DOSB PRESSE: Muss man Ihren Verein Spielvereinigung Lülsdorf-Ranzel kennen?

DÜRR: Unbedingt! Und man muss meinen Trainer Wolfgang Rehmer kennen. Bei mir als dem neuen Direktor des Deutschen Sport & Olympia Museums hat er es ja nur zum Erfolg in Sachen Sporttheorie gebracht. In der Praxis aber entdeckte er die Talente von Lena Schöneborn, der fantastischen Olympiasiegerin in Peking im Modernen Fünfkampf.

DOSB PRESSE: Der Vorstand des Deutschen Sport & Olympia Museums hat keinen Sporthistoriker, sondern einen Diplom-Dokumentar zum neuen Museumsdirektor berufen. Wie bewerten Sie diese Entscheidung?

DÜRR: Das ist zweifelsfrei eine überraschende Entscheidung gewesen. Aber ich glaube, sie macht auch Sinn in Anbetracht des Reichtums an Museums-Exponaten, die bislang noch gar nicht so richtig präsentiert worden sind bzw. präsentiert werden konnten. Ich sehe es als eine große Herausforderung an, die Museumsarchive zu durchforsten, Raritäten zu präsentieren, neue Sammlungen aufzubauen. Dabei kommt mir meine Archiv-Erfahrung im Umgang mit digitalen Medien entgegen. Das Deutsche Sport & Olympia Museum verfügt unter anderem über Bild- und Filmdokumente von großem historischem Wert, die es wert sind, der Öffentlichkeit präsentiert zu werden.
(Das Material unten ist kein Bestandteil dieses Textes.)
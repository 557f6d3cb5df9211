//! Serialization of assembled records.
//!
//! - [`vcf`]: the VCF sink written by a conversion
//! - [`swap`]: rewrites an existing VCF with the BAF and LRR fields exchanged
//! - [`affy`]: rewrites an Affymetrix VCF into the same `GT:BAF:LRR` layout
//!
//! Outputs go through [`OutputTarget`], which writes to stdout, a plain file,
//! or a gzip stream depending on the destination path.

use std::fs::File;
use std::io::{self, BufWriter, Stdout, Write};
use std::path::Path;

use flate2::write::GzEncoder;
use flate2::Compression;
use thiserror::Error;

use crate::core::record::OutputRecord;
use crate::parsing::ParseError;
use crate::utils::validation::is_gzipped;

pub mod affy;
pub mod swap;
pub mod vcf;

#[derive(Error, Debug)]
pub enum OutputError {
    #[error("IO error: {0}")]
    Io(#[from] io::Error),

    #[error(transparent)]
    Parse(#[from] ParseError),

    #[error("Invalid VCF on line {line}: {message}")]
    InvalidVcf { line: usize, message: String },
}

/// Ordered consumer of output records
pub trait RecordSink {
    /// Append one record
    ///
    /// # Errors
    ///
    /// Returns `OutputError::Io` if the record cannot be written.
    fn write_record(&mut self, record: &OutputRecord) -> Result<(), OutputError>;
}

impl RecordSink for Vec<OutputRecord> {
    fn write_record(&mut self, record: &OutputRecord) -> Result<(), OutputError> {
        self.push(record.clone());
        Ok(())
    }
}

/// Destination for text output
pub enum OutputTarget {
    Stdout(BufWriter<Stdout>),
    File(BufWriter<File>),
    Gzip(GzEncoder<BufWriter<File>>),
}

impl OutputTarget {
    /// Open `path` for writing; `-` selects stdout and a `.gz`/`.bgz` suffix
    /// selects gzip compression
    ///
    /// # Errors
    ///
    /// Returns an IO error if the file cannot be created.
    pub fn create(path: &Path) -> io::Result<Self> {
        if path.as_os_str() == "-" {
            return Ok(Self::Stdout(BufWriter::new(io::stdout())));
        }
        let file = BufWriter::new(File::create(path)?);
        if is_gzipped(path) {
            Ok(Self::Gzip(GzEncoder::new(file, Compression::default())))
        } else {
            Ok(Self::File(file))
        }
    }

    /// Flush buffered output and write the gzip trailer if any
    ///
    /// # Errors
    ///
    /// Returns an IO error if the final write fails.
    pub fn finish(self) -> io::Result<()> {
        match self {
            Self::Stdout(mut w) => w.flush(),
            Self::File(mut w) => w.flush(),
            Self::Gzip(encoder) => encoder.finish()?.flush(),
        }
    }
}

impl Write for OutputTarget {
    fn write(&mut self, buf: &[u8]) -> io::Result<usize> {
        match self {
            Self::Stdout(w) => w.write(buf),
            Self::File(w) => w.write(buf),
            Self::Gzip(w) => w.write(buf),
        }
    }

    fn flush(&mut self) -> io::Result<()> {
        match self {
            Self::Stdout(w) => w.flush(),
            Self::File(w) => w.flush(),
            Self::Gzip(w) => w.flush(),
        }
    }
}

#[cfg(test)]
mod tests {
    use super::*;
    use flate2::read::MultiGzDecoder;
    use std::io::Read;
    use tempfile::TempDir;

    #[test]
    fn test_plain_and_gzip_targets() {
        let dir = TempDir::new().unwrap();

        let plain = dir.path().join("out.vcf");
        let mut target = OutputTarget::create(&plain).unwrap();
        target.write_all(b"plain\n").unwrap();
        target.finish().unwrap();
        assert_eq!(std::fs::read_to_string(&plain).unwrap(), "plain\n");

        let gz = dir.path().join("out.vcf.gz");
        let mut target = OutputTarget::create(&gz).unwrap();
        assert!(matches!(target, OutputTarget::Gzip(_)));
        target.write_all(b"compressed\n").unwrap();
        target.finish().unwrap();

        let mut content = String::new();
        MultiGzDecoder::new(File::open(&gz).unwrap())
            .read_to_string(&mut content)
            .unwrap();
        assert_eq!(content, "compressed\n");
    }
}
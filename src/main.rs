use array_vcf::cli;
use clap::Parser;
use tracing_subscriber::EnvFilter;

fn main() -> anyhow::Result<()> {
    let cli = cli::Cli::parse();

    // Initialize logging based on verbosity flag; stdout is reserved for VCF
    let filter = if cli.verbose {
        EnvFilter::new("array_vcf=debug,info")
    } else {
        EnvFilter::new("array_vcf=warn")
    };

    tracing_subscriber::fmt()
        .with_env_filter(filter)
        .with_target(false)
        .without_time()
        .with_writer(std::io::stderr)
        .init();

    match cli.command {
        cli::Commands::Convert(args) => {
            cli::convert::run(args, cli.format, cli.verbose)?;
        }
        cli::Commands::SwapBafLrr(args) => {
            cli::swap::run(args, cli.format, cli.verbose)?;
        }
        cli::Commands::ReformatAffy(args) => {
            cli::affy::run(args, cli.format, cli.verbose)?;
        }
    }

    Ok(())
}
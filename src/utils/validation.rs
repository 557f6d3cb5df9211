//! Centralized path and input helpers.

use std::collections::HashSet;
use std::path::Path;

/// Compression suffixes recognized on input and output paths
pub const COMPRESSED_SUFFIXES: [&str; 2] = [".gz", ".bgz"];

/// Check if the path is a gzipped file
#[allow(clippy::case_sensitive_file_extension_comparisons)] // Already lowercased
#[must_use]
pub fn is_gzipped(path: &Path) -> bool {
    let path_str = path.to_string_lossy().to_lowercase();
    COMPRESSED_SUFFIXES
        .iter()
        .any(|suffix| path_str.ends_with(suffix))
}

/// Derive a sample column name from a report path.
///
/// The name is the file's base name with one trailing compression suffix
/// removed.
///
/// # Examples
///
/// ```
/// use array_vcf::utils::validation::sample_name_from_path;
/// use std::path::Path;
///
/// assert_eq!(sample_name_from_path(Path::new("/data/NA12878.txt.gz")), "NA12878.txt");
/// assert_eq!(sample_name_from_path(Path::new("NA12891.txt")), "NA12891.txt");
/// ```
#[must_use]
pub fn sample_name_from_path(path: &Path) -> String {
    let base = path
        .file_name()
        .map_or_else(|| path.to_string_lossy(), |name| name.to_string_lossy())
        .to_string();

    for suffix in COMPRESSED_SUFFIXES {
        if base.len() <= suffix.len() {
            continue;
        }
        let split = base.len() - suffix.len();
        if let (Some(stem), Some(tail)) = (base.get(..split), base.get(split..)) {
            if tail.eq_ignore_ascii_case(suffix) {
                return stem.to_string();
            }
        }
    }
    base
}

/// Return the first sample name that occurs more than once, if any
#[must_use]
pub fn find_duplicate_name(names: &[String]) -> Option<&str> {
    let mut seen = HashSet::new();
    names
        .iter()
        .find(|name| !seen.insert(name.as_str()))
        .map(String::as_str)
}

#[cfg(test)]
mod tests {
    use super::*;

    #[test]
    fn test_is_gzipped() {
        assert!(is_gzipped(Path::new("report.txt.gz")));
        assert!(is_gzipped(Path::new("ref.fa.BGZ")));
        assert!(!is_gzipped(Path::new("report.txt")));
        assert!(!is_gzipped(Path::new("gz")));
    }

    #[test]
    fn test_sample_name_strips_only_compression_suffix() {
        assert_eq!(sample_name_from_path(Path::new("a/b/S1.gz")), "S1");
        assert_eq!(sample_name_from_path(Path::new("S1.bgz")), "S1");
        // The original name ending in 'z' or 'g' is preserved
        assert_eq!(sample_name_from_path(Path::new("pag")), "pag");
        assert_eq!(sample_name_from_path(Path::new("S1.txt")), "S1.txt");
    }

    #[test]
    fn test_find_duplicate_name() {
        let names = vec!["a".to_string(), "b".to_string(), "a".to_string()];
        assert_eq!(find_duplicate_name(&names), Some("a"));
        let names = vec!["a".to_string(), "b".to_string()];
        assert_eq!(find_duplicate_name(&names), None);
    }
}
DOSB PRESSE: Aber das ist ja wohl nicht ganz unproblematisch?

DÜRR: Ja, leider. Wir stoßen an hier an archivarische Grenzen. Viele museale Bestände sind gefährdet. Übrigens nicht nur alte Bild- und Filmdokumente. Auch die Weltrekord-Badekappe von Paul Biedermann, die er dem Museum nach der Weltmeisterschaft überlassen hat, bereitet uns Kopfzerbrechen. Die Museen wissen noch gar nicht wie lange Nylon-Lycra oder Polyurethan-Material wie am Beispiel unserer Badekappe äußeren Einflüssen stand hält. Verträgt es das Licht der Vitrinen-Spots? Das hat auch etwas mit den Weichmachern zu tun, die heute in viele Synthetikstoffe eingemischt werden. Die aus Leder gefertigten Schuhe, mit denen Armin Harry 1960 in Rom zum 100-m-Gold sprintete, werden wahrscheinlich noch Jahrzehnte überleben. Die goldenen Weltrekordschuhe von Usain Bolt, so befürchte ich nicht alleine, dürften eines Tages jedoch zerbröseln. Der von den Museen gewünschte und erstrebte Werterhalt wird zukünftig noch viele Chemiker und Produktentwickler beschäftigen.

DOSB PRESSE: Der Direktor des Deutschen Sport & Olympia Museums muss nicht nur die Bestände der musealen Arsenale kennen. Er muss nicht nur neue Ausstellungen entwickeln. Er muss auch den musealen Geschäftsbetrieb in Schwung halten.

DÜRR: Da wir ein Olympiamuseum sind, haben wir vorrangig auch die Aufgabe, die olympischen Werte zu vermitteln. In dem Zusammenhang ist die Altersstruktur unserer Besucher eine Herausforderung. Mehr als 80.000 der insgesamt jährlich rund 150.000 Besucher sind noch keine 18 Jahre alt. Die junge Zielgruppe sprechen wir aber nicht an mit langatmigen Begleittexten zu Exponaten. Olympische Erziehung heißt, den Spaß an der Bewegung auch mit medialen Museumsbeständen wecken. Das bedeutet aber nicht, dass ich aus dem Museum einen Kirmesplatz mache.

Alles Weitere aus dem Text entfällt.